◆ Exercise requirements: Write out all entries word for word.

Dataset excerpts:
◇ ◇ ◇ ◇
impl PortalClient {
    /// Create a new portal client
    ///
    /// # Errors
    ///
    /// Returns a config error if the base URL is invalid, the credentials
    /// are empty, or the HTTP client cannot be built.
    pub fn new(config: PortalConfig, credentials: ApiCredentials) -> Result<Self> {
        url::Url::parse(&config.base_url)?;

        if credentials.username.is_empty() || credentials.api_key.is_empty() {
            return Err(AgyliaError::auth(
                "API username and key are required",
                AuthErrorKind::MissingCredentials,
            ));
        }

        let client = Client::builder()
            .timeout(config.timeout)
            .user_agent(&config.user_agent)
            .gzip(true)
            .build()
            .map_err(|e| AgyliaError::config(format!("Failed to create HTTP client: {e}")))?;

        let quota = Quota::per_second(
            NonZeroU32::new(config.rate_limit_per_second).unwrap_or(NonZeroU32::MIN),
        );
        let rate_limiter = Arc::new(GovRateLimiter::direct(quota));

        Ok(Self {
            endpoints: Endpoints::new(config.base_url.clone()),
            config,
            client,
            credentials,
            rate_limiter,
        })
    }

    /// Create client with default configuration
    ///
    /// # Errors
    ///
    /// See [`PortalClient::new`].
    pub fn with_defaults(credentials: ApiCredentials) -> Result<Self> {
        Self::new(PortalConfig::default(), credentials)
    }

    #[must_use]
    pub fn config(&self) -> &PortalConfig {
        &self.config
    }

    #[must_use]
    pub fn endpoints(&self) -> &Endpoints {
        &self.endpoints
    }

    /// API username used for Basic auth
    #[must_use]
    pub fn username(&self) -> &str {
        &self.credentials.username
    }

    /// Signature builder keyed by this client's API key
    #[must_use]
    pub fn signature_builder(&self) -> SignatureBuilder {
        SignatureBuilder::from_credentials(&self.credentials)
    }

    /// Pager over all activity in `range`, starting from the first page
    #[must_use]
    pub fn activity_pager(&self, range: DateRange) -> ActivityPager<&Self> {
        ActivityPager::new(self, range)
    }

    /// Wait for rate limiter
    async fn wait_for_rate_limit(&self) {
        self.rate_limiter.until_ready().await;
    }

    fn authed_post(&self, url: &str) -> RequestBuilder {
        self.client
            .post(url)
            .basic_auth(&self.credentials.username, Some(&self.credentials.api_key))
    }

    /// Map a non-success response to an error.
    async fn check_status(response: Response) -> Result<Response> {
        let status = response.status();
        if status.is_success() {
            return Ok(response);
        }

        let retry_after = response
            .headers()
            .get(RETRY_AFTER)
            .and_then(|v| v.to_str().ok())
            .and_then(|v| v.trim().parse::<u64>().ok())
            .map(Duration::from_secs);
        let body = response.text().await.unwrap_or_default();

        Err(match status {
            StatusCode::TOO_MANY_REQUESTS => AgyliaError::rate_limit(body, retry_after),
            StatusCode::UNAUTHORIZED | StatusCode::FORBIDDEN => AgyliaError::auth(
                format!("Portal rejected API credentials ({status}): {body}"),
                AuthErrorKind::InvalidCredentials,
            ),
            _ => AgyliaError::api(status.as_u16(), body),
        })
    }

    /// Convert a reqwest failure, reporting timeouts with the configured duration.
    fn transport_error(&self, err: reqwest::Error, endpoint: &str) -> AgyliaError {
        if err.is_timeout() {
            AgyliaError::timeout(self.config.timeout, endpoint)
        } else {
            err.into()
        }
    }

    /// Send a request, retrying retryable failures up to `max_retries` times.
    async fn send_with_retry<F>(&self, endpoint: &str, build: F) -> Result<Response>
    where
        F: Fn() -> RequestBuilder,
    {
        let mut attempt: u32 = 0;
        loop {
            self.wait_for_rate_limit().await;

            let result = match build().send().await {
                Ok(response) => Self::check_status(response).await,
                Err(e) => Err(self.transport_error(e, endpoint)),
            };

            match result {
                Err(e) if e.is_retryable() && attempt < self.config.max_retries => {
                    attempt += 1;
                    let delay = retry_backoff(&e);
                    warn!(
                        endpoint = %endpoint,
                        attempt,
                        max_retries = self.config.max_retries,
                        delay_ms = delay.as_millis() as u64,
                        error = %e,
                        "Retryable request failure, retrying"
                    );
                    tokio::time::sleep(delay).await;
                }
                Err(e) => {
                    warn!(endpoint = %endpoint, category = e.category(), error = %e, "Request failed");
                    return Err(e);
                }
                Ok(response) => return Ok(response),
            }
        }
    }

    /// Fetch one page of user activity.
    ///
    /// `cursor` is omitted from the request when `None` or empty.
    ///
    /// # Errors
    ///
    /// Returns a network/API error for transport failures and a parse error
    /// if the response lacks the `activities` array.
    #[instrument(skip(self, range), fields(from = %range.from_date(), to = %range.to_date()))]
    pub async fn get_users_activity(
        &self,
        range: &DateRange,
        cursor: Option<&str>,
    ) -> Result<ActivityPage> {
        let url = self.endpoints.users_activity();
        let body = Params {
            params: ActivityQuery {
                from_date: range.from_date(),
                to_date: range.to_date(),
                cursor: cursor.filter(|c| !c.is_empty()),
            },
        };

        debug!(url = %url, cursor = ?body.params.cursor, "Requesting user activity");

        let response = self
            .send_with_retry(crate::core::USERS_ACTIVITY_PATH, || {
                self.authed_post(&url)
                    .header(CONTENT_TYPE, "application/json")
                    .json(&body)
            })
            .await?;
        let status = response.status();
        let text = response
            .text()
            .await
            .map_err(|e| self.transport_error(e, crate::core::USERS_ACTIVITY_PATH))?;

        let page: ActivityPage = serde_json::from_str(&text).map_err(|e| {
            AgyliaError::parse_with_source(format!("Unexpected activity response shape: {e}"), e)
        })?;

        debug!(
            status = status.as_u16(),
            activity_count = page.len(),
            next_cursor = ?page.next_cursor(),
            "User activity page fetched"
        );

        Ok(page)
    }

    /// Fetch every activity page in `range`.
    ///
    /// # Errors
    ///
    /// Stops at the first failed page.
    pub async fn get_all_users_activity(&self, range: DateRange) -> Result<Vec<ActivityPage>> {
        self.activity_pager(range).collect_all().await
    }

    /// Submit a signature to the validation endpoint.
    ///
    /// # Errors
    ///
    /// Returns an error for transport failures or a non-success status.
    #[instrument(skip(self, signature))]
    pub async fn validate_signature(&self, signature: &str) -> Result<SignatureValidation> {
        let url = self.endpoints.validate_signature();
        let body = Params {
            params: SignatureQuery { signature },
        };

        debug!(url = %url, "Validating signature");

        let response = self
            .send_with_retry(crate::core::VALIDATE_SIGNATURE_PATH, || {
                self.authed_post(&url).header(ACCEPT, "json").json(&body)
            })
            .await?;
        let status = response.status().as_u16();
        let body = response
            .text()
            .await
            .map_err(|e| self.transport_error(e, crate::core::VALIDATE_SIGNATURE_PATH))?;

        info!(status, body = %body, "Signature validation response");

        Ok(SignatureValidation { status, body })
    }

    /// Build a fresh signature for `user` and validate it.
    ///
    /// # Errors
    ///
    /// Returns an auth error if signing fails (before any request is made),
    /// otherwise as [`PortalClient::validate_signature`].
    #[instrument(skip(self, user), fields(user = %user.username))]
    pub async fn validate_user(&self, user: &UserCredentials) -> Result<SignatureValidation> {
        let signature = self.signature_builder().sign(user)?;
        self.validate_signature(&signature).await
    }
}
◇ ◇ ◇ ◇
◆ Task result:
impl PortalClient {
    /// Create a new portal client
    ///
    /// # Errors
    ///
    /// Returns a config error if the base URL is invalid, the credentials
    /// are empty, or the HTTP client cannot be built.
    pub fn new(config: PortalConfig, credentials: ApiCredentials) -> Result<Self> {
        url::Url::parse(&config.base_url)?;

        if credentials.username.is_empty() || credentials.api_key.is_empty() {
            return Err(AgyliaError::auth(
                "API username and key are required",
                AuthErrorKind::MissingCredentials,
            ));
        }

        let client = Client::builder()
            .timeout(config.timeout)
            .user_agent(&config.user_agent)
            .gzip(true)
            .build()
            .map_err(|e| AgyliaError::config(format!("Failed to create HTTP client: {e}")))?;

        let quota = Quota::per_second(
            NonZeroU32::new(config.rate_limit_per_second).unwrap_or(NonZeroU32::MIN),
        );
        let rate_limiter = Arc::new(GovRateLimiter::direct(quota));

        Ok(Self {
            endpoints: Endpoints::new(config.base_url.clone()),
            config,
            client,
            credentials,
            rate_limiter,
        })
    }

    /// Create client with default configuration
    ///
    /// # Errors
    ///
    /// See [`PortalClient::new`].
    pub fn with_defaults(credentials: ApiCredentials) -> Result<Self> {
        Self::new(PortalConfig::default(), credentials)
    }

    #[must_use]
    pub fn config(&self) -> &PortalConfig {
        &self.config
    }

    #[must_use]
    pub fn endpoints(&self) -> &Endpoints {
        &self.endpoints
    }

    /// API username used for Basic auth
    #[must_use]
    pub fn username(&self) -> &str {
        &self.credentials.username
    }

    /// Signature builder keyed by this client's API key
    #[must_use]
    pub fn signature_builder(&self) -> SignatureBuilder {
        SignatureBuilder::from_credentials(&self.credentials)
    }

    /// Pager over all activity in `range`, starting from the first page
    #[must_use]
    pub fn activity_pager(&self, range: DateRange) -> ActivityPager<&Self> {
        ActivityPager::new(self, range)
    }

    /// Wait for rate limiter
    async fn wait_for_rate_limit(&self) {
        self.rate_limiter.until_ready().await;
    }

    fn authed_post(&self, url: &str) -> RequestBuilder {
        self.client
            .post(url)
            .basic_auth(&self.credentials.username, Some(&self.credentials.api_key))
    }

    /// Map a non-success response to an error.
    async fn check_status(response: Response) -> Result<Response> {
        let status = response.status();
        if status.is_success() {
            return Ok(response);
        }

        let retry_after = response
            .headers()
            .get(RETRY_AFTER)
            .and_then(|v| v.to_str().ok())
            .and_then(|v| v.trim().parse::<u64>().ok())
            .map(Duration::from_secs);
        let body = response.text().await.unwrap_or_default();

        Err(match status {
            StatusCode::TOO_MANY_REQUESTS => AgyliaError::rate_limit(body, retry_after),
            StatusCode::UNAUTHORIZED | StatusCode::FORBIDDEN => AgyliaError::auth(
                format!("Portal rejected API credentials ({status}): {body}"),
                AuthErrorKind::InvalidCredentials,
            ),
            _ => AgyliaError::api(status.as_u16(), body),
        })
    }

    /// Convert a reqwest failure, reporting timeouts with the configured duration.
    fn transport_error(&self, err: reqwest::Error, endpoint: &str) -> AgyliaError {
        if err.is_timeout() {
            AgyliaError::timeout(self.config.timeout, endpoint)
        } else {
            err.into()
        }
    }

    /// Send a request, retrying retryable failures up to `max_retries` times.
    async fn send_with_retry<F>(&self, endpoint: &str, build: F) -> Result<Response>
    where
        F: Fn() -> RequestBuilder,
    {
        let mut attempt: u32 = 0;
        loop {
            self.wait_for_rate_limit().await;

            let result = match build().send().await {
                Ok(response) => Self::check_status(response).await,
                Err(e) => Err(self.transport_error(e, endpoint)),
            };

            match result {
                Err(e) if e.is_retryable() && attempt < self.config.max_retries => {
                    attempt += 1;
                    let delay = retry_backoff(&e);
                    warn!(
                        endpoint = %endpoint,
                        attempt,
                        max_retries = self.config.max_retries,
                        delay_ms = delay.as_millis() as u64,
                        error = %e,
                        "Retryable request failure, retrying"
                    );
                    tokio::time::sleep(delay).await;
                }
                Err(e) => {
                    warn!(endpoint = %endpoint, category = e.category(), error = %e, "Request failed");
                    return Err(e);
                }
                Ok(response) => return Ok(response),
            }
        }
    }

    /// Fetch one page of user activity.
    ///
    /// `cursor` is omitted from the request when `None` or empty.
    ///
    /// # Errors
    ///
    /// Returns a network/API error for transport failures and a parse error
    /// if the response lacks the `activities` array.
    #[instrument(skip(self, range), fields(from = %range.from_date(), to = %range.to_date()))]
    pub async fn get_users_activity(
        &self,
        range: &DateRange,
        cursor: Option<&str>,
    ) -> Result<ActivityPage> {
        let url = self.endpoints.users_activity();
        let body = Params {
            params: ActivityQuery {
                from_date: range.from_date(),
                to_date: range.to_date(),
                cursor: cursor.filter(|c| !c.is_empty()),
            },
        };

        debug!(url = %url, cursor = ?body.params.cursor, "Requesting user activity");

        let response = self
            .send_with_retry(crate::core::USERS_ACTIVITY_PATH, || {
                self.authed_post(&url)
                    .header(CONTENT_TYPE, "application/json")
                    .json(&body)
            })
            .await?;
        let status = response.status();
        let text = response
            .text()
            .await
            .map_err(|e| self.transport_error(e, crate::core::USERS_ACTIVITY_PATH))?;

        let page: ActivityPage = serde_json::from_str(&text).map_err(|e| {
            AgyliaError::parse_with_source(format!("Unexpected activity response shape: {e}"), e)
        })?;

        debug!(
            status = status.as_u16(),
            activity_count = page.len(),
            next_cursor = ?page.next_cursor(),
            "User activity page fetched"
        );

        Ok(page)
    }

    /// Fetch every activity page in `range`.
    ///
    /// # Errors
    ///
    /// Stops at the first failed page.
    pub async fn get_all_users_activity(&self, range: DateRange) -> Result<Vec<ActivityPage>> {
        self.activity_pager(range).collect_all().await
    }

    /// Submit a signature to the validation endpoint.
    ///
    /// # Errors
    ///
    /// Returns an error for transport failures or a non-success status.
    #[instrument(skip(self, signature))]
    pub async fn validate_signature(&self, signature: &str) -> Result<SignatureValidation> {
        let url = self.endpoints.validate_signature();
        let body = Params {
            params: SignatureQuery { signature },
        };

        debug!(url = %url, "Validating signature");

        let response = self
            .send_with_retry(crate::core::VALIDATE_SIGNATURE_PATH, || {
                self.authed_post(&url).header(ACCEPT, "json").json(&body)
            })
            .await?;
        let status = response.status().as_u16();
        let body = response
            .text()
            .await
            .map_err(|e| self.transport_error(e, crate::core::VALIDATE_SIGNATURE_PATH))?;

        info!(status, body = %body, "Signature validation response");

        Ok(SignatureValidation { status, body })
    }

    /// Build a fresh signature for `user` and validate it.
    ///
    /// # Errors
    ///
    /// Returns an auth error if signing fails (before any request is made),
    /// otherwise as [`PortalClient::validate_signature`].
    #[instrument(skip(self, user), fields(user = %user.username))]
    pub async fn validate_user(&self, user: &UserCredentials) -> Result<SignatureValidation> {
        let signature = self.signature_builder().sign(user)?;
        self.validate_signature(&signature).await
    }
}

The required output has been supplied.